DEÜ Tıp Fakültesi Halk Sağlığı Anabilim Dalı Öğretim Üyesi Prof. Dr. Türkan Günay, doğru iletişim kanalları ile doğru bilgiyi toplumla buluşturmanın son derece önemli olduğunu ifade ederek İZİKAD üyelerine ulaşarak bir sunum gerçekleştirmekten duyduğu memnuniyeti dile getirdi.
“Korona ile Yaşam” sunumunda virüsün yapısı, yayılım şekli, bulaşma gücü, korunma yolları ve tedavi süreçleri hakkında bilgi verdi.
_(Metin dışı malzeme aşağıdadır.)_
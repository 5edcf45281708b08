//! Configuration types for the curation pipeline.
//!
//! A pipeline run is a pure function of (input selector, configuration):
//! there is no ambient global state, no environment-variable side
//! channel, and no process-wide mutable defaults. Everything the stages
//! need arrives through [`CurationConfig`].

use std::path::PathBuf;

use serde::{Deserialize, Serialize};

use crate::core::errors::{CullError, Result};

/// Default upper bound on file size: 1 MiB. Files above this tend to be
/// generated code or data blobs that dominate batch memory downstream.
pub const DEFAULT_MAX_SIZE_BYTES: u64 = 1 << 20;

/// Default lower bound on the whitespace-token count. Files below this
/// carry essentially no training signal.
pub const DEFAULT_MIN_TOKENS: usize = 15;

/// Configuration for a single curation run.
#[derive(Debug, Clone, Serialize, Deserialize)]
#[serde(default)]
pub struct CurationConfig {
    /// Run the deduplication stage over the filtered path set.
    pub deduplicate: bool,

    /// Compute and report corpus statistics over the final path set.
    pub print_stats: bool,

    /// Persist the filtered (pre-dedup) path set to this snapshot file.
    pub cache_output: Option<PathBuf>,

    /// Maximum file size in bytes, inclusive. Must be nonzero.
    pub max_size_bytes: u64,

    /// Minimum whitespace-delimited token count, inclusive. This is a
    /// cheap proxy for content length, not a tokenizer invocation.
    pub min_tokens: usize,

    /// Glob patterns a file must match to be enumerated. Empty means
    /// every regular file is a candidate.
    pub include_patterns: Vec<String>,

    /// Glob patterns that exclude files from enumeration.
    pub exclude_patterns: Vec<String>,

    /// Worker threads for per-file checks. Zero selects the rayon
    /// default (one per logical CPU).
    pub jobs: usize,
}

impl Default for CurationConfig {
    fn default() -> Self {
        Self {
            deduplicate: false,
            print_stats: false,
            cache_output: None,
            max_size_bytes: DEFAULT_MAX_SIZE_BYTES,
            min_tokens: DEFAULT_MIN_TOKENS,
            include_patterns: Vec::new(),
            exclude_patterns: Vec::new(),
            jobs: 0,
        }
    }
}

impl CurationConfig {
    /// Load configuration from a YAML file.
    pub fn from_yaml_file(path: impl Into<PathBuf>) -> Result<Self> {
        let path = path.into();
        let content = std::fs::read_to_string(&path).map_err(|e| {
            CullError::io(format!("Failed to read config file: {}", path.display()), e)
        })?;

        let config: Self = serde_yaml::from_str(&content)?;
        config.validate()?;
        Ok(config)
    }

    /// Save configuration to a YAML file.
    pub fn to_yaml_file(&self, path: impl Into<PathBuf>) -> Result<()> {
        let path = path.into();
        let content = serde_yaml::to_string(self)?;
        std::fs::write(&path, content).map_err(|e| {
            CullError::io(
                format!("Failed to write config file: {}", path.display()),
                e,
            )
        })
    }

    /// Validate bounds before any work begins.
    pub fn validate(&self) -> Result<()> {
        if self.max_size_bytes == 0 {
            return Err(CullError::config_field(
                "max_size_bytes must be greater than zero",
                "max_size_bytes",
            ));
        }

        for pattern in self.include_patterns.iter().chain(&self.exclude_patterns) {
            globset::Glob::new(pattern).map_err(|e| {
                CullError::config(format!("Invalid glob pattern '{pattern}': {e}"))
            })?;
        }

        Ok(())
    }
}

#[cfg(test)]
mod tests {
    use super::*;

    #[test]
    fn default_config_is_valid() {
        let config = CurationConfig::default();
        assert!(config.validate().is_ok());
        assert_eq!(config.max_size_bytes, 1 << 20);
        assert_eq!(config.min_tokens, 15);
        assert!(!config.deduplicate);
    }

    #[test]
    fn zero_max_size_is_rejected() {
        let config = CurationConfig {
            max_size_bytes: 0,
            ..Default::default()
        };
        let err = config.validate().unwrap_err();
        assert!(matches!(err, CullError::Config { .. }));
    }

    #[test]
    fn invalid_glob_is_rejected() {
        let config = CurationConfig {
            exclude_patterns: vec!["[invalid".to_string()],
            ..Default::default()
        };
        assert!(config.validate().is_err());
    }

    #[test]
    fn yaml_round_trip() {
        let dir = tempfile::tempdir().unwrap();
        let path = dir.path().join("config.yml");

        let mut config = CurationConfig::default();
        config.deduplicate = true;
        config.min_tokens = 30;
        config.to_yaml_file(&path).unwrap();

        let loaded = CurationConfig::from_yaml_file(&path).unwrap();
        assert!(loaded.deduplicate);
        assert_eq!(loaded.min_tokens, 30);
    }

    #[test]
    fn partial_yaml_fills_defaults() {
        let config: CurationConfig = serde_yaml::from_str("deduplicate: true").unwrap();
        assert!(config.deduplicate);
        assert_eq!(config.max_size_bytes, DEFAULT_MAX_SIZE_BYTES);
    }
}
Yapılan yanlışları da dile getiren Prof. Günay, “Toplum olarak hastanelerin yapısına, yatak kapasitelerine, solunum cihazlarının sayısına odaklandık. Oysaki vatandaşlarımızın ilgisini bulaşımı engelleyecek önlemlere yoğunlaştırmamız gerekiyor. El yıkama şekilleri, sosyal mesafeyi koruma, maske kullanım şekline odaklanmış bir toplum, gerekmedikçe sokağa çıkmayan bir toplum olmamız gerekiyor. Bu virüsü toplumsal olarak bilinçlenerek ve bu önlemleri harfiyen uygulayarak yenebiliriz, yatak sayımızla, solunum cihazı ile değil” dedi.
“Yoğun bakım servislerini boşaltmak istiyorsak, bulaşmayı kesmemiz gerekiyor” diyen Prof. Günay, “İtalya’nın düştüğü duruma düşmemek önemli. Orda doktorlar hangi hastanın solunum cihazına bağlanacağına karar vermek zorunda kalıyorlar. Bu doktorlar için büyük bir yük. Bu hale düşmeyelim, bulaşımı engelleyelim” diye konuştu.
“Ramazan ve Kurban Bayramları birleştirilsin, öne çekilsin”
Rakamların çok hızlı yükseldiğini ifade eden Prof. Günay, özellikle önümüzdeki iki haftada önlemleri daha fazla almamız gerektiğini belirterek, “Bu dönemde sokağa gerekmedikçe çıkılmaması gerekiyor. Toplum olarak kendimiz bu sorumluluğu yerine getirmeliyiz. Önümüzdeki iki hafta çok kritik, bu süreçte mümkün mertebe evlerimizde kalalım” dedi.
Bir de önerisi olduğunu ifade eden Günay, yılda iki kez Ramazan ve Kurban Bayramlarında tatil yaptıklarını ifade ederek, “Dini bayramlarımızı hayat kurtarmak, can kurtarmak için bu sene birleştirelim, öne çekelim, iki hafta kimse çalışmak zorunda kalmasın. Bayramlarda aile büyüklerimizi ziyaret ederdik, onlar için bu sene evlerimizde kalalım. Böylece hem fabrikalarda çalışmak zorunda kalan insanlarımız evlerinde kalır, hem de en kritik dönemde sokağa çıkmak zorunda kalan insanların hayatını kurtarırız” diye konuştu.